**What the task requires:**
Copy word for word, please, the lines of the entries below running from the one containing "cumulative mode the" to the one containing "let average: Vec<f64> = (0..epochs)", both ends included.

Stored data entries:
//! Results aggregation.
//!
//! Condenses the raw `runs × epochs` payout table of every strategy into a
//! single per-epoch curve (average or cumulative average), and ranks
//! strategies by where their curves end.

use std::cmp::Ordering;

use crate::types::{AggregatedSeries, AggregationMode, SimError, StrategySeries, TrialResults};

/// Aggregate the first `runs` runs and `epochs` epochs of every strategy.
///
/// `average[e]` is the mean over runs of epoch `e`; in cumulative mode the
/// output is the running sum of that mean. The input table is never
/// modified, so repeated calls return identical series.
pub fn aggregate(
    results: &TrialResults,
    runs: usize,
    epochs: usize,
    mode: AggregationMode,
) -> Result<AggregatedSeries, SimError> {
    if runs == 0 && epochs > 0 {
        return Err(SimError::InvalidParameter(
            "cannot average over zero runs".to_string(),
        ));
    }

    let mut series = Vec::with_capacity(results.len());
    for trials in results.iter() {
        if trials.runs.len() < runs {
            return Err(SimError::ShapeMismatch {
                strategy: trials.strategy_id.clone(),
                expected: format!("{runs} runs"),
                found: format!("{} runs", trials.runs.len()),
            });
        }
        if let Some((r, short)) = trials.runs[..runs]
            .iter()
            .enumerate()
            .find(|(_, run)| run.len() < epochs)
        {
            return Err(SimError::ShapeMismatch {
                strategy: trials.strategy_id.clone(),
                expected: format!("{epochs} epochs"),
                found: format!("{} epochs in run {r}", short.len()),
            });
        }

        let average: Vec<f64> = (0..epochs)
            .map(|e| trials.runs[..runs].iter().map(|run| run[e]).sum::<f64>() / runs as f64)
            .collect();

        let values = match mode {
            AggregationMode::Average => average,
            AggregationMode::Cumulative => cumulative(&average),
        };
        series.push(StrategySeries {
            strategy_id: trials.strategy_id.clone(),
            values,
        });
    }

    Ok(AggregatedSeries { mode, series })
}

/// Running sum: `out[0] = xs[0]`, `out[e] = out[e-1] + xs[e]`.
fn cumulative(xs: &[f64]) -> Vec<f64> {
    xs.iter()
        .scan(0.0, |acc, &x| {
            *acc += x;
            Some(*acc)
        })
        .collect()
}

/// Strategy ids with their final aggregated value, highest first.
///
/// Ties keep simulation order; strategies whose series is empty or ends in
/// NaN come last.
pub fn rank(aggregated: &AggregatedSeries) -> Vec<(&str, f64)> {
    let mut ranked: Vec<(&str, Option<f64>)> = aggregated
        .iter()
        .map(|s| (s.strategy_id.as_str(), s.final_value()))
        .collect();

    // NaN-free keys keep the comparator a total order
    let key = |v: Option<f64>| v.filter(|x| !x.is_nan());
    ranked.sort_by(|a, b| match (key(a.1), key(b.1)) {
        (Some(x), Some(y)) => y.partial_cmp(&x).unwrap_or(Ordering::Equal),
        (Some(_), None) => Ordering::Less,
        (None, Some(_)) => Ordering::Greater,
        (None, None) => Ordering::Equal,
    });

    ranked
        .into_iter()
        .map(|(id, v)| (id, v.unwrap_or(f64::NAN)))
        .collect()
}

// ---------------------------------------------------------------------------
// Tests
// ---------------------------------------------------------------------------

==

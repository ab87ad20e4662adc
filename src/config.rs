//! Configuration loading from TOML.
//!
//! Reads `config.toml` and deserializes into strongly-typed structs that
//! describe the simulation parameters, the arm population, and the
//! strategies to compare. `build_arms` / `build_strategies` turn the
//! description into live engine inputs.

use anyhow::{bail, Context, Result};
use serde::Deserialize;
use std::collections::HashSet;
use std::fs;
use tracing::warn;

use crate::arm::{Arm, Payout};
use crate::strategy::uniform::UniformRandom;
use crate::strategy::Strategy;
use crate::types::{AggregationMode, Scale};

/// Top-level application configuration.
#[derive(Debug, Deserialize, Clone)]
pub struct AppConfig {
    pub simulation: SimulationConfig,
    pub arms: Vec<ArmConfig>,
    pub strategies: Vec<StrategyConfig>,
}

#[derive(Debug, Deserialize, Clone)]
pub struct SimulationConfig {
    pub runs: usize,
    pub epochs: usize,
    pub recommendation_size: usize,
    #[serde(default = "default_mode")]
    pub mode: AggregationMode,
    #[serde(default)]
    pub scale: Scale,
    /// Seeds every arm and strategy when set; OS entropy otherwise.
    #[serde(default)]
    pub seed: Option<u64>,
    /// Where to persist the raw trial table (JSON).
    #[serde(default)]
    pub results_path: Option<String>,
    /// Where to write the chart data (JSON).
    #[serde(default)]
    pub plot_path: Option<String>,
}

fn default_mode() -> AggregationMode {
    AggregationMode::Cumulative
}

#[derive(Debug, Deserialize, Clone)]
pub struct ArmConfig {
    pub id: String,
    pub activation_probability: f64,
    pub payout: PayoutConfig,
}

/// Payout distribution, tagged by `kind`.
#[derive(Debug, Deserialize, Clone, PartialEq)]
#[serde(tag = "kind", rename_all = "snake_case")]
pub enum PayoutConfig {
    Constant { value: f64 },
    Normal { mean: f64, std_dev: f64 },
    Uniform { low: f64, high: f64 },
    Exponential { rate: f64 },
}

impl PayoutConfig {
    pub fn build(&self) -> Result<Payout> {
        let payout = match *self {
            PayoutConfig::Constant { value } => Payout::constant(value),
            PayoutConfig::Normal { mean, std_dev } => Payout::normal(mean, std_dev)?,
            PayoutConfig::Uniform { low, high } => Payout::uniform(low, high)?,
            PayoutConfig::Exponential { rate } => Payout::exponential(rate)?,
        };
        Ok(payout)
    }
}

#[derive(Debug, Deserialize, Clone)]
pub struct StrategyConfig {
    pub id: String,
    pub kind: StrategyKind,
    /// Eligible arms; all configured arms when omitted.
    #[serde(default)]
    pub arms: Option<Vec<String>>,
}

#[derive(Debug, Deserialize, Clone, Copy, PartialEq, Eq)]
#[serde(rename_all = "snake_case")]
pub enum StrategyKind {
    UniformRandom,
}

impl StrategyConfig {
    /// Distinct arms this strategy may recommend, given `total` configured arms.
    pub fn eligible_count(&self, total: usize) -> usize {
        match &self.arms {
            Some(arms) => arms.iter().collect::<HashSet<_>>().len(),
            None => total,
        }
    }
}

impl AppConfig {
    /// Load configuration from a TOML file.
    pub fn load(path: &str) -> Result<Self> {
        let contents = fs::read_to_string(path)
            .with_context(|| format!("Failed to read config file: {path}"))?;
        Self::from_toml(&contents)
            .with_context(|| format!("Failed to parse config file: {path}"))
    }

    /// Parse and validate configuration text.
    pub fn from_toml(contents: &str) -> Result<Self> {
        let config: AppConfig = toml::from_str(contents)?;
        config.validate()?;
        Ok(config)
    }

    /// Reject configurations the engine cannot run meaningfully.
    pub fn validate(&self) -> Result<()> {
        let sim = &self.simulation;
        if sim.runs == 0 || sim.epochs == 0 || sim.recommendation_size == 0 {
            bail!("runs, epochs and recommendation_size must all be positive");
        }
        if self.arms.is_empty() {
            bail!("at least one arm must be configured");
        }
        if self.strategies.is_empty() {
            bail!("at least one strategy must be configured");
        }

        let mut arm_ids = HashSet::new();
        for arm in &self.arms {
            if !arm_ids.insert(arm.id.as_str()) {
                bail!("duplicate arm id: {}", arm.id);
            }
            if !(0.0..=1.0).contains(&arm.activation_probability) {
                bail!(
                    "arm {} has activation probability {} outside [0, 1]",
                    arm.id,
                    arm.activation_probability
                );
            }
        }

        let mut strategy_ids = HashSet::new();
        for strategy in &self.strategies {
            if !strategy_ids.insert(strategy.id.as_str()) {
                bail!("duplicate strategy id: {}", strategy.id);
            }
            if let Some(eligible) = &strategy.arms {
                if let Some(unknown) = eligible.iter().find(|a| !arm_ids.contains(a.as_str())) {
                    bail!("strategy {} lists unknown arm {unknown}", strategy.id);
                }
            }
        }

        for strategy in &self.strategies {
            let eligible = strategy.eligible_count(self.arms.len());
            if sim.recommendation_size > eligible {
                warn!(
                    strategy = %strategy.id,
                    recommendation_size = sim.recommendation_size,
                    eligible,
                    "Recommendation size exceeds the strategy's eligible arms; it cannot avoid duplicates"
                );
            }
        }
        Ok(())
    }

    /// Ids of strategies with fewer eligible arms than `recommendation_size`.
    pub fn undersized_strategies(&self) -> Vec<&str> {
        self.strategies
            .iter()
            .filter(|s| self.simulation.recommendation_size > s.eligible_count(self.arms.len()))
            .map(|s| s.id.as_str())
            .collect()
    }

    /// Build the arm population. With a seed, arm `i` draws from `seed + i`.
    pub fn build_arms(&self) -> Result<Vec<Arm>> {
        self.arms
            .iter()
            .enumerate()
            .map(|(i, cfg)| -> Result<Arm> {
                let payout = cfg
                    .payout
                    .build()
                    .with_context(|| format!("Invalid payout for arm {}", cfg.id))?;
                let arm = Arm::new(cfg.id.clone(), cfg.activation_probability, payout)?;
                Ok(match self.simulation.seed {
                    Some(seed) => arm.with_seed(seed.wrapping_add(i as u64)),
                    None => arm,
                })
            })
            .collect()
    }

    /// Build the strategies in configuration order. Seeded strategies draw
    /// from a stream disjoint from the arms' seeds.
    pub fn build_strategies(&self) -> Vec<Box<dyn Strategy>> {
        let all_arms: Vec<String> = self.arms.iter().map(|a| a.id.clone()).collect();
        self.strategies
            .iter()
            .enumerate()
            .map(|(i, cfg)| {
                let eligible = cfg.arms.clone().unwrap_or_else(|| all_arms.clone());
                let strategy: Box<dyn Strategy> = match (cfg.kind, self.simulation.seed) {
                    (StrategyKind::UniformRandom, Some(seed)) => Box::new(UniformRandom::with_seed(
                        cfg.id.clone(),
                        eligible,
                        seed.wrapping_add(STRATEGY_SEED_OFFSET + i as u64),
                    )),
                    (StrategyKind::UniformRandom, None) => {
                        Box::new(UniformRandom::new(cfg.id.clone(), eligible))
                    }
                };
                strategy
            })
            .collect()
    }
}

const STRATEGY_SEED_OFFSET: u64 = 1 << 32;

**Response area:**
/// `average[e]` is the mean over runs of epoch `e`; in cumulative mode the
/// output is the running sum of that mean. The input table is never
/// modified, so repeated calls return identical series.
pub fn aggregate(
    results: &TrialResults,
    runs: usize,
    epochs: usize,
    mode: AggregationMode,
) -> Result<AggregatedSeries, SimError> {
    if runs == 0 && epochs > 0 {
        return Err(SimError::InvalidParameter(
            "cannot average over zero runs".to_string(),
        ));
    }

    let mut series = Vec::with_capacity(results.len());
    for trials in results.iter() {
        if trials.runs.len() < runs {
            return Err(SimError::ShapeMismatch {
                strategy: trials.strategy_id.clone(),
                expected: format!("{runs} runs"),
                found: format!("{} runs", trials.runs.len()),
            });
        }
        if let Some((r, short)) = trials.runs[..runs]
            .iter()
            .enumerate()
            .find(|(_, run)| run.len() < epochs)
        {
            return Err(SimError::ShapeMismatch {
                strategy: trials.strategy_id.clone(),
                expected: format!("{epochs} epochs"),
                found: format!("{} epochs in run {r}", short.len()),
            });
        }

        let average: Vec<f64> = (0..epochs)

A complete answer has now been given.